WHAT THIS TASK INVOLVES: Filter the listing below, copying every line in which the word "buffer" appears.

MATERIALS PROVIDED:

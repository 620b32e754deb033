use std::path::PathBuf;
use std::process::{Command, Output};
use std::time::{SystemTime, UNIX_EPOCH};

fn bin_path() -> PathBuf {
    PathBuf::from(env!("CARGO_BIN_EXE_ns-cli"))
}

fn repo_root() -> PathBuf {
    // crates/ns-cli -> repo root
    PathBuf::from(env!("CARGO_MANIFEST_DIR")).join("../..").canonicalize().unwrap()
}

fn fixture_path(name: &str) -> PathBuf {
    repo_root().join("tests/fixtures").join(name)
}

fn tmp_path(filename: &str) -> PathBuf {
    let nanos = SystemTime::now().duration_since(UNIX_EPOCH).unwrap().as_nanos();
    let mut p = std::env::temp_dir();
    p.push(format!("ns_cli_{}_{}_{}", std::process::id(), nanos, filename));
    p
}

fn run(args: &[&str]) -> Output {
    Command::new(bin_path())
        .args(args)
        .output()
        .unwrap_or_else(|e| panic!("failed to run {:?} {:?}: {}", bin_path(), args, e))
}

fn stdout_json(out: &Output) -> serde_json::Value {
    assert!(out.status.success(), "stderr={}", String::from_utf8_lossy(&out.stderr));
    serde_json::from_slice(&out.stdout).expect("stdout should be valid JSON")
}

#[test]
fn eval_nominal_asimov_is_zero() {
    let config = fixture_path("likelihood_single_dataset.json");
    let v = stdout_json(&run(&["eval", "--config", config.to_str().unwrap()]));

    assert_eq!(v["data_type"], "Asimov");
    assert_eq!(v["joint_probability"], "PoissonLLH");
    assert_eq!(v["summary"]["buffer"]["total_likelihood"].as_f64(), Some(0.0));
    assert_eq!(v["nb_fit_parameters"], 4);
    assert_eq!(v["nb_fit_bins"], 8);
    assert_eq!(v["datasets"][0]["status"], "asimov");
    assert_eq!(v["summary"]["samples"].as_array().unwrap().len(), 3);
}

#[test]
fn eval_with_injection_moves_the_likelihood() {
    let config = fixture_path("likelihood_single_dataset.json");
    let inject = tmp_path("inject.json");
    std::fs::write(
        &inject,
        r#"{ "parameterSetList": [{ "name": "flux", "parameterValues": [1.1, 1.0] }] }"#,
    )
    .unwrap();

    let v = stdout_json(&run(&[
        "eval",
        "--config",
        config.to_str().unwrap(),
        "--inject",
        inject.to_str().unwrap(),
    ]));
    let total = v["summary"]["buffer"]["total_likelihood"].as_f64().unwrap();
    let penalty = v["summary"]["buffer"]["penalty_likelihood"].as_f64().unwrap();
    assert!(total > 0.0 && total.is_finite());
    assert!(penalty > 0.0);
    let p = v["p_value"].as_f64().unwrap();
    assert!((0.0..=1.0).contains(&p));
    let _ = std::fs::remove_file(&inject);
}

#[test]
fn eval_legacy_config_reports_migrations() {
    let config = fixture_path("likelihood_legacy_keys.json");
    let v = stdout_json(&run(&["eval", "--config", config.to_str().unwrap()]));
    assert_eq!(v["applied_migrations"].as_array().unwrap().len(), 7);
    assert_eq!(v["joint_probability"], "LeastSquares");
}

#[test]
fn eval_toy_is_reproducible_per_seed() {
    let config = fixture_path("likelihood_toy.json");
    let a = stdout_json(&run(&["eval", "--config", config.to_str().unwrap(), "--seed", "7"]));
    let b = stdout_json(&run(&["eval", "--config", config.to_str().unwrap(), "--seed", "7"]));
    assert_eq!(a["summary"], b["summary"]);
    assert_eq!(a["datasets"][0]["status"], "loaded");
    assert_eq!(a["datasets"][1]["status"], "skipped");
}

#[test]
fn eval_data_type_override_and_event_source() {
    let config_src = fixture_path("likelihood_single_dataset.json");
    let mut document: serde_json::Value =
        serde_json::from_str(&std::fs::read_to_string(config_src).unwrap()).unwrap();
    document["dataSetList"][0]["selectedDataEntry"] = serde_json::json!("run1");
    document["dataSetList"][0]["data"] = serde_json::json!([{ "name": "run1", "eventSource": "disk" }]);
    let config = tmp_path("real_data.json");
    std::fs::write(&config, serde_json::to_string(&document).unwrap()).unwrap();

    let events = tmp_path("events.json");
    std::fs::write(
        &events,
        r#"{ "dispensers": { "run1": [
            { "sample": "numu_cc", "variables": { "reco_energy": 0.5, "cos_theta": 0.1 }, "weight": 1.0 }
        ] } }"#,
    )
    .unwrap();

    let source = format!("disk={}", events.display());
    let v = stdout_json(&run(&[
        "eval",
        "--config",
        config.to_str().unwrap(),
        "--data-type",
        "real-data",
        "--event-source",
        &source,
    ]));
    assert_eq!(v["data_type"], "RealData");
    assert_eq!(v["datasets"][0]["status"], "loaded");
    assert!(v["summary"]["buffer"]["stat_likelihood"].as_f64().unwrap() > 0.0);

    let _ = std::fs::remove_file(&config);
    let _ = std::fs::remove_file(&events);
}

#[test]
fn eval_unknown_joint_probability_fails() {
    let config_src = fixture_path("likelihood_single_dataset.json");
    let mut document: serde_json::Value =
        serde_json::from_str(&std::fs::read_to_string(config_src).unwrap()).unwrap();
    document["jointProbabilityConfig"] = serde_json::json!({ "type": "NotALikelihood" });
    let config = tmp_path("bad_tag.json");
    std::fs::write(&config, serde_json::to_string(&document).unwrap()).unwrap();

    let out = run(&["eval", "--config", config.to_str().unwrap()]);
    assert!(!out.status.success());
    assert!(String::from_utf8_lossy(&out.stderr).contains("NotALikelihood"));
    let _ = std::fs::remove_file(&config);
}

#[test]
fn export_writes_rates_and_events() {
    let config = fixture_path("likelihood_single_dataset.json");
    let output = tmp_path("export.json");
    let out = run(&[
        "export",
        "--config",
        config.to_str().unwrap(),
        "--events",
        "--output",
        output.to_str().unwrap(),
    ]);
    assert!(out.status.success(), "stderr={}", String::from_utf8_lossy(&out.stderr));
    let v: serde_json::Value = serde_json::from_str(&std::fs::read_to_string(&output).unwrap()).unwrap();
    assert_eq!(v["rates"].as_array().unwrap().len(), 6);
    assert_eq!(v["rates"][0]["content"], serde_json::json!([21.5, 34.0, 6.5]));
    assert_eq!(v["events"].as_array().unwrap().len(), 6);
    let _ = std::fs::remove_file(&output);
}

#[test]
fn migrate_relocates_legacy_keys() {
    let config = fixture_path("likelihood_legacy_keys.json");
    let v = stdout_json(&run(&["migrate", "--config", config.to_str().unwrap()]));
    assert_eq!(v["throwAsimovFitParameters"], true);
    assert_eq!(v["dataSetList"][0]["name"], "legacy");
    assert_eq!(v["jointProbabilityConfig"]["type"], "LeastSquares");
}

RESPONSE TO THIS TASK:
    assert_eq!(v["summary"]["buffer"]["total_likelihood"].as_f64(), Some(0.0));
    let total = v["summary"]["buffer"]["total_likelihood"].as_f64().unwrap();
    let penalty = v["summary"]["buffer"]["penalty_likelihood"].as_f64().unwrap();
    assert!(v["summary"]["buffer"]["stat_likelihood"].as_f64().unwrap() > 0.0);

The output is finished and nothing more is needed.